Whenever a line below holds the word "token", count it once; report the total and nothing else.

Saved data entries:
+++++

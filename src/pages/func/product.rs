use axum::{
    extract::{Path, Query, State},
    http::HeaderMap,
    routing::{get, post},
    Json, Router,
};
use serde::Deserialize;
use serde_json::{json, Value};

use crate::{
    libs::{
        dser::{deser_empty_to_none, deser_f64},
        perm::Action,
        validate::in_range,
    },
    log,
    model::{sale_price, Product},
    pages::{get_user, AppState},
    verify_perms, Response, ResponseResult,
};

pub fn product_router() -> Router<AppState> {
    Router::new()
        .route("/products", get(list_products).post(create_product))
        .route("/products/price", get(preview_price))
        .route(
            "/products/:id",
            get(query_product).put(update_product).delete(delete_product),
        )
        .route("/products/:id/stock", post(adjust_stock))
}

#[derive(Debug, Deserialize)]
struct ProductQuery {
    #[serde(default, deserialize_with = "deser_empty_to_none")]
    category: Option<String>,
}

async fn list_products(
    State(state): State<AppState>,
    headers: HeaderMap,
    Query(query): Query<ProductQuery>,
) -> ResponseResult {
    get_user(&state, &headers).await?;
    let mut products = state
        .db
        .products
        .filter(|p| {
            query
                .category
                .as_ref()
                .map_or(true, |c| p.category.eq_ignore_ascii_case(c.trim()))
        })
        .await;
    products.sort_by(|a, b| a.name.cmp(&b.name));
    Ok(Response::ok(json!(products)))
}

#[derive(Debug, Deserialize)]
struct PriceQuery {
    #[serde(default, deserialize_with = "deser_f64")]
    purchase: f64,
    #[serde(default, deserialize_with = "deser_f64")]
    margin: f64,
}

/// 表单里边输入边显示售价
async fn preview_price(
    State(state): State<AppState>,
    headers: HeaderMap,
    Query(query): Query<PriceQuery>,
) -> ResponseResult {
    get_user(&state, &headers).await?;
    in_range("purchase", query.purchase, 0.0, f64::MAX)?;
    in_range("margin", query.margin, 0.0, 1000.0)?;
    let price = sale_price(query.purchase, query.margin);
    Ok(Response::ok(json!({
        "purchase_price": query.purchase,
        "margin": query.margin,
        "sale_price": price,
        "formatted": crate::report::format_currency(price, state.config.currency()),
    })))
}

async fn create_product(
    State(state): State<AppState>,
    headers: HeaderMap,
    Json(value): Json<Value>,
) -> ResponseResult {
    let user = get_user(&state, &headers).await?;
    verify_perms!(user, Action::ManageProducts);
    let mut product: Product = serde_json::from_value(value)?;
    product.id.clear();
    product.name = product.name.trim().to_owned();
    product.validate()?;
    product.reprice();
    let product = state.db.products.insert(product).await?;
    log!(
        "{} 新增商品 {}({})，售价 {}",
        user.name,
        product.name,
        product.id,
        product.sale_price
    );
    Ok(Response::created(json!(product)))
}

async fn query_product(
    State(state): State<AppState>,
    headers: HeaderMap,
    Path(id): Path<String>,
) -> ResponseResult {
    get_user(&state, &headers).await?;
    let product = op::some!(state.db.products.get(&id).await; ret Err(Response::not_exist(format!("商品 {id} 不存在"))));
    Ok(Response::ok(json!(product)))
}

async fn update_product(
    State(state): State<AppState>,
    headers: HeaderMap,
    Path(id): Path<String>,
    Json(value): Json<Value>,
) -> ResponseResult {
    let user = get_user(&state, &headers).await?;
    verify_perms!(user, Action::ManageProducts);
    // 没带 stock 时保留原库存
    let keep_stock = value.get("stock").is_none();
    let mut product: Product = serde_json::from_value(value)?;
    product.name = product.name.trim().to_owned();
    product.validate()?;
    product.reprice();
    let product = state
        .db
        .products
        .modify(&id, |stored| {
            if keep_stock {
                product.stock = stored.stock;
            }
            product.id = stored.id.clone();
            *stored = product;
            Ok(())
        })
        .await?;
    log!("{} 修改了商品 {}({})", user.name, product.name, product.id);
    Ok(Response::ok(json!(product)))
}

async fn delete_product(
    State(state): State<AppState>,
    headers: HeaderMap,
    Path(id): Path<String>,
) -> ResponseResult {
    let user = get_user(&state, &headers).await?;
    verify_perms!(user, Action::ManageProducts);
    let product = state.db.products.remove(&id).await?;
    log!("{} 删除了商品 {}({})", user.name, product.name, product.id);
    Ok(Response::empty())
}

#[derive(Debug, Deserialize)]
struct StockDelta {
    delta: i64,
}

/// 入库为正，出库为负，库存最低为0
async fn adjust_stock(
    State(state): State<AppState>,
    headers: HeaderMap,
    Path(id): Path<String>,
    Json(value): Json<Value>,
) -> ResponseResult {
    let user = get_user(&state, &headers).await?;
    verify_perms!(user, Action::ManageProducts);
    let StockDelta { delta } = serde_json::from_value(value)?;
    let product = state
        .db
        .products
        .modify(&id, |p| {
            if p.adjust_stock(delta) {
                tracing::warn!("商品 {}({}) 库存不足，已置为0", p.name, p.id);
            }
            Ok(())
        })
        .await?;
    log!(
        "{} 调整商品 {} 库存 {:+}，当前 {}",
        user.name,
        product.id,
        delta,
        product.stock
    );
    Ok(Response::ok(json!(product)))
}
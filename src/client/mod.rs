//! 看板前端用的数据层：调用接口、定时拉取、本地乐观更新、登录状态缓存。

mod api;
mod file;
mod poll;
mod session;
mod store;

use std::fmt::Debug;

use async_trait::async_trait;
use serde_json::Value;
use thiserror::Error;

pub use api::{ApiClient, ApiClientBuilder};
pub use file::FileSource;
pub use poll::{OnChange, Poller, SnapshotTracker};
pub use session::{Session, SessionCache};
pub use store::LocalStore;

#[derive(Debug, Error)]
pub enum ClientError {
    #[error("HTTP 请求失败: {0}")]
    Http(String),

    #[error("解析响应失败: {0}")]
    Parse(String),

    #[error("连接失败: {0}")]
    Connection(String),

    #[error("请求超时")]
    Timeout,

    /// 服务器返回 `success: false`
    #[error("{0}")]
    Rejected(String),

    #[error("尚未登录")]
    NotLoggedIn,

    #[error("读取文件失败: {0}")]
    Io(#[from] std::io::Error),
}

impl From<reqwest::Error> for ClientError {
    fn from(err: reqwest::Error) -> Self {
        if err.is_timeout() {
            ClientError::Timeout
        } else if err.is_connect() {
            ClientError::Connection(err.to_string())
        } else if err.is_decode() {
            ClientError::Parse(err.to_string())
        } else {
            ClientError::Http(err.to_string())
        }
    }
}

impl From<serde_json::Error> for ClientError {
    fn from(err: serde_json::Error) -> Self {
        ClientError::Parse(err.to_string())
    }
}

/// 按资源名取一整份数据，例如 `sales`、`orders`
#[async_trait]
pub trait Source: Send + Sync + Debug {
    async fn fetch(&self, resource: &str) -> Result<Value, ClientError>;

    /// 日志里显示的来源
    fn description(&self) -> &str;
}
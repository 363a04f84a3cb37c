use axum::{
    extract::{Path, Query, State},
    http::HeaderMap,
    routing::{get, patch},
    Json, Router,
};
use serde::Deserialize;
use serde_json::{json, Value};

use crate::{
    libs::{dser::deser_empty_to_none, perm::Action},
    log,
    model::{Order, OrderStatus},
    pages::{get_user, AppState},
    verify_perms, Response, ResponseResult,
};

pub fn order_router() -> Router<AppState> {
    Router::new()
        .route("/orders", get(list_orders).post(create_order))
        .route(
            "/orders/:id",
            get(query_order).put(update_order).delete(delete_order),
        )
        .route("/orders/:id/status", patch(set_status))
}

#[derive(Debug, Deserialize)]
struct OrderQuery {
    #[serde(default, deserialize_with = "deser_empty_to_none")]
    status: Option<String>,
}

async fn list_orders(
    State(state): State<AppState>,
    headers: HeaderMap,
    Query(query): Query<OrderQuery>,
) -> ResponseResult {
    get_user(&state, &headers).await?;
    let status = match &query.status {
        Some(s) => Some(s.parse::<OrderStatus>()?),
        None => None,
    };
    let mut orders = state
        .db
        .orders
        .filter(|o| status.map_or(true, |s| o.status == s))
        .await;
    orders.sort_by(|a, b| b.date.cmp(&a.date));
    Ok(Response::ok(json!(orders)))
}

async fn create_order(
    State(state): State<AppState>,
    headers: HeaderMap,
    Json(value): Json<Value>,
) -> ResponseResult {
    let user = get_user(&state, &headers).await?;
    verify_perms!(user, Action::CreateOrders);
    let mut order: Order = serde_json::from_value(value)?;
    order.id.clear();
    if !user.role.can(Action::ManageOrders) {
        order.status = OrderStatus::Pending;
    }
    order.normalize();
    order.validate()?;
    let order = state.db.orders.insert(order).await?;
    log!(
        "{} 新增订单 {}，客户 {}，金额 {}",
        user.name,
        order.id,
        order.customer,
        order.amount
    );
    Ok(Response::created(json!(order)))
}

async fn query_order(
    State(state): State<AppState>,
    headers: HeaderMap,
    Path(id): Path<String>,
) -> ResponseResult {
    get_user(&state, &headers).await?;
    let order = op::some!(state.db.orders.get(&id).await; ret Err(Response::not_exist(format!("订单 {id} 不存在"))));
    Ok(Response::ok(json!(order)))
}

async fn update_order(
    State(state): State<AppState>,
    headers: HeaderMap,
    Path(id): Path<String>,
    Json(value): Json<Value>,
) -> ResponseResult {
    let user = get_user(&state, &headers).await?;
    verify_perms!(user, Action::ManageOrders);
    let keep_date = value.get("date").is_none();
    let mut order: Order = serde_json::from_value(value)?;
    if keep_date {
        let old = op::some!(state.db.orders.get(&id).await; ret Err(Response::not_exist(format!("订单 {id} 不存在"))));
        order.date = old.date;
    }
    order.normalize();
    order.validate()?;
    state.db.orders.update(&id, order.clone()).await?;
    order.id = id;
    log!("{} 修改了订单 {}", user.name, order.id);
    Ok(Response::ok(json!(order)))
}

#[derive(Debug, Deserialize)]
struct StatusChange {
    status: OrderStatus,
}

async fn set_status(
    State(state): State<AppState>,
    headers: HeaderMap,
    Path(id): Path<String>,
    Json(value): Json<Value>,
) -> ResponseResult {
    let user = get_user(&state, &headers).await?;
    verify_perms!(user, Action::ManageOrders);
    let StatusChange { status } = serde_json::from_value(value)?;
    let order = state
        .db
        .orders
        .modify(&id, |o| {
            o.status = status;
            Ok(())
        })
        .await?;
    log!("{} 将订单 {} 标记为 {:?}", user.name, order.id, order.status);
    Ok(Response::ok(json!(order)))
}

async fn delete_order(
    State(state): State<AppState>,
    headers: HeaderMap,
    Path(id): Path<String>,
) -> ResponseResult {
    let user = get_user(&state, &headers).await?;
    verify_perms!(user, Action::ManageOrders);
    let order = state.db.orders.remove(&id).await?;
    log!("{} 删除了订单 {}", user.name, order.id);
    Ok(Response::empty())
}
use axum::http::{header::AUTHORIZATION, HeaderMap};

#[derive(Debug, Clone)]
pub struct Bearer(String);

impl Bearer {
    pub fn token(&self) -> &str {
        &self.0
    }
    /// 解析 `Authorization: Bearer <token>`
    pub fn from_headers(headers: &HeaderMap) -> Option<Bearer> {
        let value = headers.get(AUTHORIZATION)?.to_str().ok()?;
        let token = value
            .strip_prefix("Bearer ")
            .or_else(|| value.strip_prefix("bearer "))?
            .trim();
        op::ternary!(token.is_empty() => None; Some(Bearer(token.to_owned())))
    }
}

/// 取出请求头中的 token，缺失时直接返回 401
#[macro_export]
macro_rules! bearer {
    ($headers:expr) => {
        match $crate::libs::headers::Bearer::from_headers($headers) {
            Some(bearer) => bearer,
            None => return Err($crate::Response::token_error("缺少 token")),
        }
    };
}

+++++

# ANSWER SECTION:
6